§ HOW TO COMPLETE THIS TASK: When a line below contains the string "General", show that line.

§ DATA EXTRACT:
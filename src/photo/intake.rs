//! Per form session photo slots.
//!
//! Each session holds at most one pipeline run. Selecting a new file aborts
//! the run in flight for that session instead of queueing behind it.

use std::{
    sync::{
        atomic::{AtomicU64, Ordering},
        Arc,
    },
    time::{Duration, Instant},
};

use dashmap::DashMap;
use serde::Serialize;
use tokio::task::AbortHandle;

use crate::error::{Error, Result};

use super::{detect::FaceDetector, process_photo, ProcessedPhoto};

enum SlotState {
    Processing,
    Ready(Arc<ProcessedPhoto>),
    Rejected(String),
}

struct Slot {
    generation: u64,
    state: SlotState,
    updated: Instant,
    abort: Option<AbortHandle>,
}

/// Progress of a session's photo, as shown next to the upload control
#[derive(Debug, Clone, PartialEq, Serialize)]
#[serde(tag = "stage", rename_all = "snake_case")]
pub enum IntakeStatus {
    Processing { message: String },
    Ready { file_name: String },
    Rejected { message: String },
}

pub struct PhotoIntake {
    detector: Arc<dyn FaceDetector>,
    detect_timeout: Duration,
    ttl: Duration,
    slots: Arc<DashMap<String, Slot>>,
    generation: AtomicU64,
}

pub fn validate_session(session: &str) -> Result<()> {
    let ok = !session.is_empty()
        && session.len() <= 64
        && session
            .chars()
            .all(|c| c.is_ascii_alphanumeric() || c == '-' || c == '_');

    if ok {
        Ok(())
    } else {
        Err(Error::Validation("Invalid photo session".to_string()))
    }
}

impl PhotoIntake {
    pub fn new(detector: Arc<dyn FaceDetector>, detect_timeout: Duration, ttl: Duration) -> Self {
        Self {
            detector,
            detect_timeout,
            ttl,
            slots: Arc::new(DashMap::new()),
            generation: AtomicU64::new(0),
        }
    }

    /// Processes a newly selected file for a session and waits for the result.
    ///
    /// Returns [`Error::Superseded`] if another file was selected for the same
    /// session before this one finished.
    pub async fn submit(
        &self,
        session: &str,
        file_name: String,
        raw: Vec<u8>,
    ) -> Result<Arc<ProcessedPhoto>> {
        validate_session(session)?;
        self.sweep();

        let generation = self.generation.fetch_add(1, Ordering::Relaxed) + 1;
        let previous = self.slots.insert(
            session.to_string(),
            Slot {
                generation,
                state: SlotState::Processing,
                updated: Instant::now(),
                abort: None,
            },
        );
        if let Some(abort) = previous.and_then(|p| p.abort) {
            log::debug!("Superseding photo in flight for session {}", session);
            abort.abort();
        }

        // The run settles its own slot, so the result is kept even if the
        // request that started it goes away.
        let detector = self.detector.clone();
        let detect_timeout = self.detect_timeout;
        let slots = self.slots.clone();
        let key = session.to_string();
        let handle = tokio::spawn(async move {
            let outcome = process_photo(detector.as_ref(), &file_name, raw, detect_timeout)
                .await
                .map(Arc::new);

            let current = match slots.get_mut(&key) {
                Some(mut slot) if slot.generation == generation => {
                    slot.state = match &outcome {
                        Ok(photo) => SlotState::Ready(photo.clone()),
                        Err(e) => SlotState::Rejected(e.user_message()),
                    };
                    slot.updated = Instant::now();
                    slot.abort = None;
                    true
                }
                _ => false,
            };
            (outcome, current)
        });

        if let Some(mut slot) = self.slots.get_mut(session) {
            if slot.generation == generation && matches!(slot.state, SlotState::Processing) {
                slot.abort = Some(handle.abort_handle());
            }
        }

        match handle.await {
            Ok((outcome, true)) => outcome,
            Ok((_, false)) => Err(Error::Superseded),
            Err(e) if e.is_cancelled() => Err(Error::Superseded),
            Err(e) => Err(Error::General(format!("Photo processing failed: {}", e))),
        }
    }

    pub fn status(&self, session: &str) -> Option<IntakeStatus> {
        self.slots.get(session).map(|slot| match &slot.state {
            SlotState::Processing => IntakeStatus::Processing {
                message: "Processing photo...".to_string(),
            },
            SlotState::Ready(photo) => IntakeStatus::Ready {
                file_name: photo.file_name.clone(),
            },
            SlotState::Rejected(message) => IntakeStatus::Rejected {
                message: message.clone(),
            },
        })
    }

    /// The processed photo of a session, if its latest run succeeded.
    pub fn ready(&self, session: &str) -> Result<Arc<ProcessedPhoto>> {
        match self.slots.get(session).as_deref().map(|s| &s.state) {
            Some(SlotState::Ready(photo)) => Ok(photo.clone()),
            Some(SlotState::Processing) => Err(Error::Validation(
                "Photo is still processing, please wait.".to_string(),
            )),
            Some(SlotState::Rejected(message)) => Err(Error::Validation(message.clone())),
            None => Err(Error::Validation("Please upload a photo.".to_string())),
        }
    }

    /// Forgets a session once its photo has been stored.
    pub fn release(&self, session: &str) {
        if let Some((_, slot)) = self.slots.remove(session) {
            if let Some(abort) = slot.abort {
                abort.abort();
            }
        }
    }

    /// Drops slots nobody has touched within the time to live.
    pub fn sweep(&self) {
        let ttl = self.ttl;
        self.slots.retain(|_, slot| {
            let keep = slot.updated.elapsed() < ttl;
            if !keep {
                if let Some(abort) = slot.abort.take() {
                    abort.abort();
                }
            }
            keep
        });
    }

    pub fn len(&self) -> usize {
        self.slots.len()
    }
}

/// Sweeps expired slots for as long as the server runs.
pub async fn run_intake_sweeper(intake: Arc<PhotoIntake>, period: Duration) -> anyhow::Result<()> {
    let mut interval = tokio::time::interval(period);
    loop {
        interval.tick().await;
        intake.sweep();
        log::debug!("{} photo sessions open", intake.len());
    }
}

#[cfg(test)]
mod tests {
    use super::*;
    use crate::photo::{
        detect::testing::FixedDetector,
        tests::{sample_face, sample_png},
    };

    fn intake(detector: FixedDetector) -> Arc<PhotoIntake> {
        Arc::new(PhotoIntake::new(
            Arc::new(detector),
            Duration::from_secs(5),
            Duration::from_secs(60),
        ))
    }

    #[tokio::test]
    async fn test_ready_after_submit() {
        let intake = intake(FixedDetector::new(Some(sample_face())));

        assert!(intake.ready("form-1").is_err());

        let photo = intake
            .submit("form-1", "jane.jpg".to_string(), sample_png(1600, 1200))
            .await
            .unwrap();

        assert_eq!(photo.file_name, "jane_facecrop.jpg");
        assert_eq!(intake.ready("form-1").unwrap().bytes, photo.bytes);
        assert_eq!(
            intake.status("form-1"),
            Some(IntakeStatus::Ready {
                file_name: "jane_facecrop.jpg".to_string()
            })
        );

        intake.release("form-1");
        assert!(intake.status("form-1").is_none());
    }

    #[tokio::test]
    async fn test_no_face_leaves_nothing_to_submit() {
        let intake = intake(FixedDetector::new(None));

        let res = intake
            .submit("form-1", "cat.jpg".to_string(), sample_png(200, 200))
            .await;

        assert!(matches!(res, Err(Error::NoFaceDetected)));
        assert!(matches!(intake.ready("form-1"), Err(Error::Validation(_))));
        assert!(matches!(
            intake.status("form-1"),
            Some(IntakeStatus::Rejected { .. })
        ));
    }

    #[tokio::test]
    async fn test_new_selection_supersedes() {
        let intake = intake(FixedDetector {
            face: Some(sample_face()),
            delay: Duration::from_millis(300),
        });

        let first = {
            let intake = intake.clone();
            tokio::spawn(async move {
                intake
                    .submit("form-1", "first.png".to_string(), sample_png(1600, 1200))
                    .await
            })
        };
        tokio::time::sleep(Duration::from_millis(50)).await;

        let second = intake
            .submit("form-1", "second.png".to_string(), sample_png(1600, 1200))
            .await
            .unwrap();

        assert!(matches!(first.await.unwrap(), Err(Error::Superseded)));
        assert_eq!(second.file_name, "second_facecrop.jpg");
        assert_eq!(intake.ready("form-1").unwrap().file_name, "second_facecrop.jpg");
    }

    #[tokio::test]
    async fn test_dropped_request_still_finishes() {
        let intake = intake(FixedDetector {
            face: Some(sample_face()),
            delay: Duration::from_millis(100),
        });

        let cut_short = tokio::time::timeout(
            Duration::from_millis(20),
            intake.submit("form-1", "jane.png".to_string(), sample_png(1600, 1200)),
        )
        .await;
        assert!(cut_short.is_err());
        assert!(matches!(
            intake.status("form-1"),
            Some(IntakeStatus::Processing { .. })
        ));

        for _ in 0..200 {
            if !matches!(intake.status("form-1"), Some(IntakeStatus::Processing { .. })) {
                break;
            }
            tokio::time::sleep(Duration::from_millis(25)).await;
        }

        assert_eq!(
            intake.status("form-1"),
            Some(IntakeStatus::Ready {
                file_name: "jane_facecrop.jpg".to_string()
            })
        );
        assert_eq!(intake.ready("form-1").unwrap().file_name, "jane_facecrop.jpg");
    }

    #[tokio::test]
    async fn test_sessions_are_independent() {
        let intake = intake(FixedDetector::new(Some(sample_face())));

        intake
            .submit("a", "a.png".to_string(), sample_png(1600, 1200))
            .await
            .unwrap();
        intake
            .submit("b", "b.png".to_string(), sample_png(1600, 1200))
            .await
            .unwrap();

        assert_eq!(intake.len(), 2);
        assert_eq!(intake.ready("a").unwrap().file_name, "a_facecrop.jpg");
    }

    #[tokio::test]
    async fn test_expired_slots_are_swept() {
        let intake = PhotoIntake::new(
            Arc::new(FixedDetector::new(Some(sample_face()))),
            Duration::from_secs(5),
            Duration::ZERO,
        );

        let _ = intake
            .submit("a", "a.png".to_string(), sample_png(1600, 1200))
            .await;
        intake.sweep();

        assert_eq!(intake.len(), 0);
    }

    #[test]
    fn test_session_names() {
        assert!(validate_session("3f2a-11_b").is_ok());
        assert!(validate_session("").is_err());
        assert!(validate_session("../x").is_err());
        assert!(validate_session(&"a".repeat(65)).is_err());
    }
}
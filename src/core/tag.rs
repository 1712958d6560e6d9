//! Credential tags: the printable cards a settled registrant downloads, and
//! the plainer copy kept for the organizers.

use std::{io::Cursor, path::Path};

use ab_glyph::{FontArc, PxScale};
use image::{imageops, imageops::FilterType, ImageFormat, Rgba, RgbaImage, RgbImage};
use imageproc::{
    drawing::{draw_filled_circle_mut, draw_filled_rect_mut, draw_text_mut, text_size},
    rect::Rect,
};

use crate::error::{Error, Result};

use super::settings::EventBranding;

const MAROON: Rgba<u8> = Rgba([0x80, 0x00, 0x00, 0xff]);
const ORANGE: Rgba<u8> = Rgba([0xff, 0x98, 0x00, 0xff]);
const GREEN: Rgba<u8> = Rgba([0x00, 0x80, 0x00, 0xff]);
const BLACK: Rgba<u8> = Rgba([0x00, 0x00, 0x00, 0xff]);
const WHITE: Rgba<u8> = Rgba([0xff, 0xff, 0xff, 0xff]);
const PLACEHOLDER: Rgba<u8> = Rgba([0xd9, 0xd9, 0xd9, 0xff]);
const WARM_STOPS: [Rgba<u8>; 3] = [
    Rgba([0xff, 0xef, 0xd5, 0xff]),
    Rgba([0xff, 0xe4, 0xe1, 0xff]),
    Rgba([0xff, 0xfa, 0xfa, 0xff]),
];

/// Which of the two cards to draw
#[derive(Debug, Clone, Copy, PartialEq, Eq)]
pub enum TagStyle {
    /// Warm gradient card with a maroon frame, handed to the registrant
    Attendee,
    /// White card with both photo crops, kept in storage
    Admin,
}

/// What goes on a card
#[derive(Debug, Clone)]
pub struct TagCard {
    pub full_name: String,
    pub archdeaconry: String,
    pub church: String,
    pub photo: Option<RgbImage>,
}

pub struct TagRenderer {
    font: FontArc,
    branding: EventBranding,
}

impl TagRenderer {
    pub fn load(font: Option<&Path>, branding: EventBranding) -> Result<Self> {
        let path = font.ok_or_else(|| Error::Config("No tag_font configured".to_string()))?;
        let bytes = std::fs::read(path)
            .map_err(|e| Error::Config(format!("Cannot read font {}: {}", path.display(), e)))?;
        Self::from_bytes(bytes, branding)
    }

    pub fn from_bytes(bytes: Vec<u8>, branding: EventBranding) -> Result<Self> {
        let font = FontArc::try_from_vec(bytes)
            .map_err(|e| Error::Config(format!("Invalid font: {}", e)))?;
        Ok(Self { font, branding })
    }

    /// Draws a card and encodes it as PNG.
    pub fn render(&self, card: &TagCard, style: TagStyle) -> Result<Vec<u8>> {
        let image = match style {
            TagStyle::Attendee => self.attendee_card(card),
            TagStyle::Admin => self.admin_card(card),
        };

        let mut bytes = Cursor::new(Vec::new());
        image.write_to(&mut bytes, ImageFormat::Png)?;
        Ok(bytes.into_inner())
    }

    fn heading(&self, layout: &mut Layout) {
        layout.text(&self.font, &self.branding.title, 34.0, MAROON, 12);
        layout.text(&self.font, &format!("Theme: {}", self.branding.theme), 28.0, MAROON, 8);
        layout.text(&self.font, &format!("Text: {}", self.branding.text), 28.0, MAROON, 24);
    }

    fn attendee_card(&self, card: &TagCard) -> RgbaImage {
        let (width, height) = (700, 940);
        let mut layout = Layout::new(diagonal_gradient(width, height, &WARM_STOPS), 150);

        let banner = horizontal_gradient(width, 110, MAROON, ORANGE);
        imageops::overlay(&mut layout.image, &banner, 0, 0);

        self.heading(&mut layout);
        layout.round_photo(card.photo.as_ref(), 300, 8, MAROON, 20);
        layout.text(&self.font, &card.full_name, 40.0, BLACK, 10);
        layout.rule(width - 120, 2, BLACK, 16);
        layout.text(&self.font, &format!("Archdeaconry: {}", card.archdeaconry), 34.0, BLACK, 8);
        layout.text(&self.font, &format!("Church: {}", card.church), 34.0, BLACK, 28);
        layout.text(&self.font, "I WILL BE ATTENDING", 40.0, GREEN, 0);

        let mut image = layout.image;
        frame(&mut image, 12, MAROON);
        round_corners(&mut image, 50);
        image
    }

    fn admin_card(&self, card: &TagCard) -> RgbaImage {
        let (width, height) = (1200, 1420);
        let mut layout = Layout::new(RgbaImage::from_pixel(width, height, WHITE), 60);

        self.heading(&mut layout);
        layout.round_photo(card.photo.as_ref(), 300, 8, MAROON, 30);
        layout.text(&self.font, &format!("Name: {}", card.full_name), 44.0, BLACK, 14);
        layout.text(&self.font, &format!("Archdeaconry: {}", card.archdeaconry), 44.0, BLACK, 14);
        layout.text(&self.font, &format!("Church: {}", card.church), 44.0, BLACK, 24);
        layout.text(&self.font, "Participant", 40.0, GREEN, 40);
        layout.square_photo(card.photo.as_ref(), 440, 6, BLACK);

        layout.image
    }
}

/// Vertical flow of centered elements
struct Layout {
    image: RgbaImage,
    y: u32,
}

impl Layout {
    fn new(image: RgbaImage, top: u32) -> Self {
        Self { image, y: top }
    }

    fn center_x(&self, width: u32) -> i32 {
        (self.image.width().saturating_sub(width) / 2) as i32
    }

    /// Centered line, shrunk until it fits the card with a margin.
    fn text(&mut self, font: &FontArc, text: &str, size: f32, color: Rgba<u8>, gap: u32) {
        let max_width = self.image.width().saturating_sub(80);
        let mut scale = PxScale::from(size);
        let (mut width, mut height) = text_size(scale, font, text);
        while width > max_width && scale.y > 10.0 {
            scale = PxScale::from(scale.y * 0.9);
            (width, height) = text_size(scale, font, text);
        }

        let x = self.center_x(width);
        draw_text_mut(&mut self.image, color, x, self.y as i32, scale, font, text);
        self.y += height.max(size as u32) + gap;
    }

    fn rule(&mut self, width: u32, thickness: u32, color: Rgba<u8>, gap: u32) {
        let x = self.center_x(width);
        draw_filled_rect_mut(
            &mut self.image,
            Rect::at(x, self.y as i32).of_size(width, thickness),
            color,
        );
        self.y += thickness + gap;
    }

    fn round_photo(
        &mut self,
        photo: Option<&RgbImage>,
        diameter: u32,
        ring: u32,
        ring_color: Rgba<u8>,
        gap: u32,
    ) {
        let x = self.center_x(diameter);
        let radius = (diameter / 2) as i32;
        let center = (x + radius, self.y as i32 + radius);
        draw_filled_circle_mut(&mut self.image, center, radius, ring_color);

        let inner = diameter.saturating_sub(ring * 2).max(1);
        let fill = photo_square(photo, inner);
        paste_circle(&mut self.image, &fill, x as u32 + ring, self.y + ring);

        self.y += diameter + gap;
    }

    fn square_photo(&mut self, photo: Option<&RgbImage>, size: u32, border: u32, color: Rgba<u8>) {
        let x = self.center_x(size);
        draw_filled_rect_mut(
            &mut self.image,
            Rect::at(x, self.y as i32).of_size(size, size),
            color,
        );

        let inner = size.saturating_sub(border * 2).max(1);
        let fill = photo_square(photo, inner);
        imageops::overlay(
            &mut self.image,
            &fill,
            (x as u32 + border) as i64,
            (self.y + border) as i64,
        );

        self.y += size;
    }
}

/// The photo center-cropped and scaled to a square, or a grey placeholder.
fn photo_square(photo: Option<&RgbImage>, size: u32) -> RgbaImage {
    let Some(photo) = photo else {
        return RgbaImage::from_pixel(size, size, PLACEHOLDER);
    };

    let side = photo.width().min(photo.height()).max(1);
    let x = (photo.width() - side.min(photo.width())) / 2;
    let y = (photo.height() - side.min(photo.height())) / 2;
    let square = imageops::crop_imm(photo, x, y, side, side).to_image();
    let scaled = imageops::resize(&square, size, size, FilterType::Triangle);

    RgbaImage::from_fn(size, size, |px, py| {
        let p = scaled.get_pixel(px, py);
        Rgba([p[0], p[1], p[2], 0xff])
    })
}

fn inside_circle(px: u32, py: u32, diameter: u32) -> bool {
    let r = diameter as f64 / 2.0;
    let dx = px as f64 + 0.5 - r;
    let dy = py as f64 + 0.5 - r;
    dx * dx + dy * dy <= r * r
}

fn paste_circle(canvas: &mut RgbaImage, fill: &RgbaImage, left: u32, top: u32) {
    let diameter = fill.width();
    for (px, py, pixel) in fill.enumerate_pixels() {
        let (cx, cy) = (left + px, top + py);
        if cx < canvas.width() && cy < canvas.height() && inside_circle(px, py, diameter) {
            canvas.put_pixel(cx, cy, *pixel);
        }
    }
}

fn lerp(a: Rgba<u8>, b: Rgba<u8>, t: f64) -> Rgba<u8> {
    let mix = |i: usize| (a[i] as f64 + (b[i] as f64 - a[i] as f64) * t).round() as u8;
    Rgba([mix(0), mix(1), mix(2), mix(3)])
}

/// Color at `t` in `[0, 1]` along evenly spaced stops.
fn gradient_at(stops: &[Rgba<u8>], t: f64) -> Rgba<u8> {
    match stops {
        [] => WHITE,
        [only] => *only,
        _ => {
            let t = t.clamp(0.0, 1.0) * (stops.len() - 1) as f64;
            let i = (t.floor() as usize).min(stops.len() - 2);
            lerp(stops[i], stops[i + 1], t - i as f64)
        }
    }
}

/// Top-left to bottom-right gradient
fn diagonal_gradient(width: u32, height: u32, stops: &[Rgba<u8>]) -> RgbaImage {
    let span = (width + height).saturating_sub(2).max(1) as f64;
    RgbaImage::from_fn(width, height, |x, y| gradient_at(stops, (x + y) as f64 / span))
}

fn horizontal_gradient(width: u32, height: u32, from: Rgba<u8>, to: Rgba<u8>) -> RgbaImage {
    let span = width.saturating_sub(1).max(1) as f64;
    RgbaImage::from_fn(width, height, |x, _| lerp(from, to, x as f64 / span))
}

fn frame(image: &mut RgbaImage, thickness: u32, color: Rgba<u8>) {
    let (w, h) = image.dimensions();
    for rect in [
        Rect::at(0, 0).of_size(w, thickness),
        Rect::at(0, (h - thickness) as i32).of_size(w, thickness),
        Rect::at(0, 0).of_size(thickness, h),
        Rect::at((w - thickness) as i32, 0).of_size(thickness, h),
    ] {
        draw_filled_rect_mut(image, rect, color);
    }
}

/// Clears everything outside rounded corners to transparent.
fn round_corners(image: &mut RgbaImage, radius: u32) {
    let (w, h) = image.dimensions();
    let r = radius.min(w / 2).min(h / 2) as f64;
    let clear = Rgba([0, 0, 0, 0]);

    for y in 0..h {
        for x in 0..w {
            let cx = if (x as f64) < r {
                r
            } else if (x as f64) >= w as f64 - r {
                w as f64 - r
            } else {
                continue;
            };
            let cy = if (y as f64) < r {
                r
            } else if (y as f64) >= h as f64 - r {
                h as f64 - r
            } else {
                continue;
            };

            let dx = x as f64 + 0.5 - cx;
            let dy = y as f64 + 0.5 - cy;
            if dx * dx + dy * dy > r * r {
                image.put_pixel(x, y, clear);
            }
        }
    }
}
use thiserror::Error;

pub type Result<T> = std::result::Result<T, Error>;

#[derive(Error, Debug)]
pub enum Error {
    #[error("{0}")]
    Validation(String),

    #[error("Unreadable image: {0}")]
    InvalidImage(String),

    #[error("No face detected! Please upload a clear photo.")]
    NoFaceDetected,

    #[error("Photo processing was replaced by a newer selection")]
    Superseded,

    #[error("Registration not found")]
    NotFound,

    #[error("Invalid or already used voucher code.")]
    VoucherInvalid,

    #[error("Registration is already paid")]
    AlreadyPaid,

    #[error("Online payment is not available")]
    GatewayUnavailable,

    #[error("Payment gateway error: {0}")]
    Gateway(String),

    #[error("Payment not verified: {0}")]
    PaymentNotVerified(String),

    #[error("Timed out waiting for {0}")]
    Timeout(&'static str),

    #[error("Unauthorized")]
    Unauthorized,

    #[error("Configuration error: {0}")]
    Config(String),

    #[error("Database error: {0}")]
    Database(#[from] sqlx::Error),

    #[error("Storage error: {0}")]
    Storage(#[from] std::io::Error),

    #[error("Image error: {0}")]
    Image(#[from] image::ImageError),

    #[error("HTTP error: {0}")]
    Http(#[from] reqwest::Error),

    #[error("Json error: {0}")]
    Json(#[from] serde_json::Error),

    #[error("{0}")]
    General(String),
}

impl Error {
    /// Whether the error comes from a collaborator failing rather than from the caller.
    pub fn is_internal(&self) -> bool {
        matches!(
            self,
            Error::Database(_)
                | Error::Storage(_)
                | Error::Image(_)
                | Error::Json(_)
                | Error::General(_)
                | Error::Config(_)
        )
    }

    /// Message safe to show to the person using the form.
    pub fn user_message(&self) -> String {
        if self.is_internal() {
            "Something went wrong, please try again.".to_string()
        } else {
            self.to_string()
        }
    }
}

§ RESPONSE FOR THIS EXERCISE:
            Err(e) => Err(Error::General(format!("Photo processing failed: {}", e))),
    General(String),
                | Error::General(_)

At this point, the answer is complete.